Inject the database. (Example in pseudo-Java, but applies to all OO-languages)
class Database {
public Result query(String query) {... real db here ...}
}
class MockDatabase extends Database {
public Result query(String query) {
return "mock result";
}
}
class ObjectThatUsesDB {
public ObjectThatUsesDB(Database db) {
this.database = db;
}
}
now in production you use normal database and for all tests you just inject the mock database that you can create ad hoc.
Do not use DB at all throughout most of code (that's a bad practice anyway). Create a "database" object that instead of returning with results will return normal objects (i.e. will return User instead of a tuple {name: "marcin", password: "blah"}) write all your tests with ad hoc constructed real objects and write one big test that depends on a database that makes sure this conversion works OK.
Of course these approaches are not mutually exclusive and you can mix and match them as you need.
Unit testing your database access is easy enough if your project has high cohesion and loose coupling throughout. This way you can test only the things that each particular class does without having to test everything at once.
For example, if you unit test your user interface class the tests you write should only try to verify the logic inside the UI worked as expected, not the business logic or database action behind that function.

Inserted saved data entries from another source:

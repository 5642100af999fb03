//! Read-only facts about the whole program.
//!
//! A library is rewritten in place while the pass still needs the
//! signatures and annotations of declarations anywhere in the program,
//! including the library being rewritten. [`ProgramFacts`] is collected once
//! before any mutation and shared (behind an `Arc`) by every library
//! traversal.

use jsil_ir::annotations::{is_internal_js_interop, is_js_interop, is_native};
use jsil_ir::{
    Annotations, ClassId, InlineClassId, LibraryId, MemberId, MemberKind, Program, Type,
    TypeParameterId,
};
use rustc_hash::FxHashMap;

/// Signature of a member as seen by callers.
#[derive(Debug, Clone)]
pub struct MemberSignature {
    pub kind: MemberKind,
    pub is_static: bool,
    pub type_parameters: Vec<TypeParameterId>,
    pub positional: Vec<Type>,
    pub return_type: Type,
    pub enclosing_class: Option<ClassId>,
}

impl MemberSignature {
    /// Type of a tear-off of this member.
    pub fn function_type(&self) -> Type {
        let mut ty = Type::function(self.positional.clone(), self.return_type.clone());
        if let Type::Function(function) = &mut ty {
            function.type_parameters = self.type_parameters.clone();
        }
        ty
    }
}

#[derive(Debug, Clone)]
pub struct ClassFacts {
    pub name: String,
    pub library: LibraryId,
    pub annotations: Annotations,
    pub type_parameters: Vec<TypeParameterId>,
}

impl ClassFacts {
    /// Whether members added to this class by extensions bind to JS.
    pub fn is_interop_container(&self) -> bool {
        is_js_interop(&self.annotations)
            || is_internal_js_interop(&self.annotations)
            || is_native(&self.annotations)
    }
}

#[derive(Debug, Clone)]
pub struct InlineClassFacts {
    pub name: String,
    pub library: LibraryId,
    pub annotations: Annotations,
}

impl InlineClassFacts {
    pub fn is_interop_container(&self) -> bool {
        is_js_interop(&self.annotations) || is_internal_js_interop(&self.annotations)
    }
}

#[derive(Debug, Clone)]
pub struct LibraryFacts {
    pub import_uri: String,
    pub annotations: Annotations,
}

#[derive(Debug, Default)]
pub struct ProgramFacts {
    members: FxHashMap<MemberId, MemberSignature>,
    classes: FxHashMap<ClassId, ClassFacts>,
    inline_classes: FxHashMap<InlineClassId, InlineClassFacts>,
    libraries: FxHashMap<LibraryId, LibraryFacts>,
}

impl ProgramFacts {
    pub fn collect(program: &Program) -> Self {
        let mut facts = Self::default();
        for library in &program.libraries {
            facts.libraries.insert(
                library.id,
                LibraryFacts {
                    import_uri: library.import_uri.clone(),
                    annotations: library.annotations.clone(),
                },
            );
            for class in &library.classes {
                facts.classes.insert(
                    class.id,
                    ClassFacts {
                        name: class.name.clone(),
                        library: library.id,
                        annotations: class.annotations.clone(),
                        type_parameters: class.type_parameters.iter().map(|tp| tp.id).collect(),
                    },
                );
            }
            for inline_class in &library.inline_classes {
                facts.inline_classes.insert(
                    inline_class.id,
                    InlineClassFacts {
                        name: inline_class.name.clone(),
                        library: library.id,
                        annotations: inline_class.annotations.clone(),
                    },
                );
            }
            for member in library.all_members() {
                let function = &member.function;
                facts.members.insert(
                    member.id,
                    MemberSignature {
                        kind: member.kind,
                        is_static: member.is_static,
                        type_parameters: function.type_parameters.iter().map(|tp| tp.id).collect(),
                        positional: function
                            .positional_parameters
                            .iter()
                            .map(|parameter| parameter.ty.clone())
                            .collect(),
                        return_type: function.return_type.clone(),
                        enclosing_class: member.enclosing_class,
                    },
                );
            }
        }

        tracing::debug!(
            libraries = facts.libraries.len(),
            classes = facts.classes.len(),
            members = facts.members.len(),
            "[interop] collected program facts"
        );
        facts
    }

    pub fn member(&self, id: MemberId) -> Option<&MemberSignature> {
        self.members.get(&id)
    }

    pub fn class(&self, id: ClassId) -> Option<&ClassFacts> {
        self.classes.get(&id)
    }

    pub fn inline_class(&self, id: InlineClassId) -> Option<&InlineClassFacts> {
        self.inline_classes.get(&id)
    }

    pub fn library(&self, id: LibraryId) -> Option<&LibraryFacts> {
        self.libraries.get(&id)
    }

    /// Type of `this` inside an instance member of `class`.
    pub fn this_type(&self, class: ClassId) -> Type {
        let arguments = self
            .class(class)
            .map(|facts| {
                facts
                    .type_parameters
                    .iter()
                    .map(|tp| Type::parameter(*tp))
                    .collect()
            })
            .unwrap_or_default();
        Type::generic_interface(class, arguments)
    }
}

If you want to unit test the actual database access you will actually end up with more of an integration test, because you will be dependent on the network stack and your database server, but you can verify that your SQL code does what you asked it to do.
The hidden power of unit testing for me personally has been that it forces me to design my applications in a much better way than I might without them. This is because it really helped me break away from the "this function should do everything" mentality.
Sorry I don't have any specific code examples for PHP/Python, but if you want to see a .NET example I have a post that describes a technique I used to do this very same testing.
I agree with the first post - database access should be stripped away into a DAO layer that implements an interface. Then, you can test your logic against a stub implementation of the DAO layer.
You could use mocking frameworks to abstract out the database engine. I don't know if PHP/Python got some but for typed languages (C#, Java etc.) there are plenty of choices
It also depends on how you designed those database access code, because some design are easier to unit test than other like the earlier posts have mentioned.
I've never done this in PHP and I've never used Python, but what you want to do is mock out the calls to the database. To do that you can implement some IoC whether 3rd party tool or you manage it yourself, then you can implement some mock version of the database caller which is where you will control the outcome of that fake call.
A simple form of IoC can be performed just by coding to Interfaces. This requires some kind of object orientation going on in your code so it may not apply to what your doing (I say that since all I have to go on is your mention of PHP and Python)
Hope that's helpful, if nothing else you've got some terms to search on now.
Setting up test data for unit tests can be a challenge.
When it comes to Java, if you use Spring APIs for unit testing, you can control the transactions on a unit level. In other words, you can execute unit tests which involves database updates/inserts/deletes and rollback the changes. At the end of the execution you leave everything in the database as it was before you started the execution. To me, it is as good as it can get.